The fact that he was taught such ridiculously incorrect information about science ON PURPOSE is probably what distinguishes it in people's minds. In the public schools, we as citizens/the government are trying to provide a quality education and we don't always succeed but there are checks against such foolishness (in most places that aren't Texas). The fact that he has such dumb ideas about science isn't because he couldn't understand or because of poor funding or whatever, it's because someone specifically didn't want him to know real science. One is trying and failing, the other is actively filling his head with religious fundamentalist nonsense.

Now, I don't think that homeschooling should be banned, but I understand the line of reasoning of people hold it to a higher standard, and I also understand that the way I've described it isn't neutral or entirely fair (after all, public schools generally try to fill your head with certain ideologies as well... maybe ones that aren't quite as ignorant of biology, but many that can be quite harmful). But that's probably how the thinking goes.
25
@17
Home schooling regulations vary by state. Some have very strict requirements, but others are much more lax. For example, in Texas, pretty much all you have to do is send a letter to the school district letting them know that you're homeschooling your kid.
26
@24

But what's the excuse of public schools for graduating people who believe in young earth creationism and any number of dumb ideas? What's their excuse for handing diplomas to people who can't read?

It's easy for you to say it's such a crime that they were taught things you think are wrong "on purpose" but somehow it's OK for students to be misinformed and ignorant in spite of 12+ years of organized, institutionalized effort, at great expense, by professionals. I'd be much more worried about the same bad outcomes from schools than from kids out of school.

Of course both home schooling and regular schooling will have some failures. The question is, why isn't the failure rate of schools a couple orders of magnitude lower than rank amateurs? Why can't schools run circles around home schoolers? At best we have a muddled picture where nobody can prove clearly that one is any better or worse than the other. That's all we have to show for our massive educational industry?
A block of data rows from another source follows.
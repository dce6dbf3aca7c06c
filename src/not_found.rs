//! The 404 page, shown for unknown routes and records.

use axum::{
    http::StatusCode,
    response::{IntoResponse, Response},
};

use crate::html::error_view;

pub async fn get_404_not_found() -> Response {
    get_404_not_found_response()
}

pub fn get_404_not_found_response() -> Response {
    (
        StatusCode::NOT_FOUND,
        error_view(
            "Não encontrado",
            "404",
            "Página não encontrada.",
            "Verifique o endereço ou volte ao painel.",
        ),
    )
        .into_response()
}
use std::sync::{Arc, Mutex};

use rusqlite::Connection;

use crate::db::initialize;

/// An initialized in-memory database.
pub(crate) fn get_test_connection() -> Connection {
    let connection = Connection::open_in_memory().expect("Could not open in-memory database");
    initialize(&connection).expect("Could not initialize database");
    connection
}

/// The number of rows in `table`, used to check how many writes a handler issued.
#[track_caller]
pub(crate) fn count_rows(connection: &Arc<Mutex<Connection>>, table: &str) -> i64 {
    connection
        .lock()
        .expect("Could not acquire database lock")
        .query_row(&format!("SELECT COUNT(*) FROM {table}"), [], |row| row.get(0))
        .expect("Could not count rows")
}
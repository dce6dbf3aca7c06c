//! The bill list shown on the dashboard.

use std::collections::HashMap;

use maud::Markup;

use crate::{
    bill::Bill,
    endpoints::{self, format_endpoint},
    html::{format_currency, format_date},
    labels::{MISSING_VALUE, bill_status_label, category_label},
    payment_method::{PaymentMethod, PaymentMethodId},
    record_table::{Column, project, table_view},
};

pub fn bill_list_view(bills: &[Bill], payment_methods: &[PaymentMethod]) -> Markup {
    let payment_method_names: HashMap<PaymentMethodId, &str> = payment_methods
        .iter()
        .map(|payment_method| (payment_method.id, payment_method.name.as_str()))
        .collect();

    let columns = vec![
        Column::new("due_date", "Vencimento", |bill: &Bill| format_date(bill.due_date)),
        Column::new("description", "Descrição", |bill: &Bill| bill.description.clone()),
        Column::new("amount", "Valor", |bill: &Bill| format_currency(bill.amount)),
        Column::new("paid", "Status", |bill: &Bill| bill_status_label(bill.paid).to_owned()),
        Column::new("category", "Categoria", |bill: &Bill| {
            category_label(&bill.category).to_owned()
        }),
        Column::new("payment_method_id", "Forma de Pagamento", |bill: &Bill| {
            bill.payment_method_id
                .and_then(|id| payment_method_names.get(&id))
                .copied()
                .unwrap_or(MISSING_VALUE)
                .to_owned()
        }),
    ];

    let rows = project(bills, &columns, |bill| {
        format_endpoint(endpoints::EDIT_BILL_VIEW, bill.id)
    });

    table_view(&columns, &rows)
}
use super::prelude::*;
use folio_entities::url::Url;

/// The path under which gateways serve content by its identifier.
pub const CONTENT_PATH: &str = "ipfs/";

/// Query parameter that carries the gateway access token.
pub const ACCESS_TOKEN_PARAM: &str = "pinataGatewayToken";

/// Public gateways in the order they are tried.
pub const DEFAULT_GATEWAYS: [&str; 3] = [
    "https://ipfs.io",
    "https://cloudflare-ipfs.com",
    "https://gateway.pinata.cloud",
];

pub fn default_gateways() -> Vec<Gateway> {
    DEFAULT_GATEWAYS
        .iter()
        .map(|gw| gw.parse().expect("Valid default gateway URL"))
        .collect()
}

pub fn media_reference(
    content_id: &str,
    gateways: Vec<Gateway>,
    access_token: Option<String>,
) -> Result<MediaReference> {
    if gateways.is_empty() {
        return Err(Error::NoGateway);
    }
    if let Some(gateway) = duplicate_gateway(&gateways) {
        log::warn!("Gateway {} is listed more than once", gateway.base_url());
        return Err(Error::InvalidGateway);
    }
    let content_id = content_id.parse()?;
    let access_token = access_token.filter(|t| !t.trim().is_empty());
    Ok(MediaReference {
        content_id,
        gateways,
        access_token,
    })
}

/// The first gateway that shares its origin with an earlier one.
///
/// Gateways are told apart by origin, so a list with duplicates
/// could never be exhausted by [`fallback_media`].
pub fn duplicate_gateway(gateways: &[Gateway]) -> Option<&Gateway> {
    gateways.iter().enumerate().find_map(|(i, gw)| {
        gateways[..i]
            .iter()
            .any(|other| other.base_url().origin() == gw.base_url().origin())
            .then_some(gw)
    })
}

/// Builds the URL of the media file served by the gateway at `gateway_index`.
pub fn resolve_media(reference: &MediaReference, gateway_index: usize) -> Result<MediaSource> {
    let gateway = reference
        .gateways
        .get(gateway_index)
        .ok_or(Error::NoGateway)?;
    let mut url = gateway
        .base_url()
        .join(&format!("{CONTENT_PATH}{}", reference.content_id))
        .map_err(|_| Error::InvalidContentId)?;
    if let Some(token) = &reference.access_token {
        url.query_pairs_mut().append_pair(ACCESS_TOKEN_PARAM, token);
    }
    Ok(MediaSource {
        url,
        kind: reference.content_id.kind(),
        gateway_index,
    })
}

pub fn next_gateway_index(current: usize, gateway_count: usize) -> Option<usize> {
    let next = current.checked_add(1)?;
    (next < gateway_count).then_some(next)
}

/// The position of the gateway that served `url`.
pub fn active_gateway_index(gateways: &[Gateway], url: &Url) -> Option<usize> {
    gateways.iter().position(|gw| gw.serves(url))
}

/// Re-resolves a media file after `failed_url` could not be loaded.
///
/// Returns `None` if there is no further gateway to try
/// or if `failed_url` was not served by any of the gateways.
pub fn fallback_media(reference: &MediaReference, failed_url: &Url) -> Option<MediaSource> {
    let current = active_gateway_index(&reference.gateways, failed_url)?;
    let next = next_gateway_index(current, reference.gateways.len())?;
    log::debug!(
        "Loading {} failed on gateway #{current}, trying gateway #{next}",
        reference.content_id
    );
    resolve_media(reference, next).ok()
}
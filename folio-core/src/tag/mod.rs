/// Posts listing this tag are not shown in public listings.
pub const HIDDEN_TAG: &str = "hidden";

pub fn is_hidden(tag: &str) -> bool {
    tag == HIDDEN_TAG
}
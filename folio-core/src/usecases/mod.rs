mod count_tags;
mod error;
mod filter_posts;
mod load_posts;
mod resolve_media;
mod sitemap;
mod visits;

#[cfg(test)]
pub mod tests;

pub use self::{
    count_tags::*, error::Error, filter_posts::*, load_posts::*, resolve_media::*, sitemap::*,
    visits::*,
};

mod prelude {
    pub use super::error::Error;
    pub type Result<T> = std::result::Result<T, Error>;
    pub use crate::{entities::*, gateways::blog::BlogGateway, repositories::*};
}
Instead of obsessing over the tiny fraction of home schooled kids with problems, why not go fix the real problem: the vastly greater numbers of schooled kids with problems just as bad?
27
As far as I can tell there are only two reasons for people wanting to home-school- one is so that the kids are too ignorant to know they are being abused and two is that they are kept locked away form anyone they might tell.
28
@cracked

You're so wrong in your priorities...

The general neglect you can survive, it only hurts your body.

The pedophilia and the incest, it kills your soul. That boy will never be able to experience pleasurable sex, ever. Nor trust anybody enough to want to get in a lasting relationship with. His adulthood, his humanity has been forever stolen from him.

Good luck to him. He's gonna need it.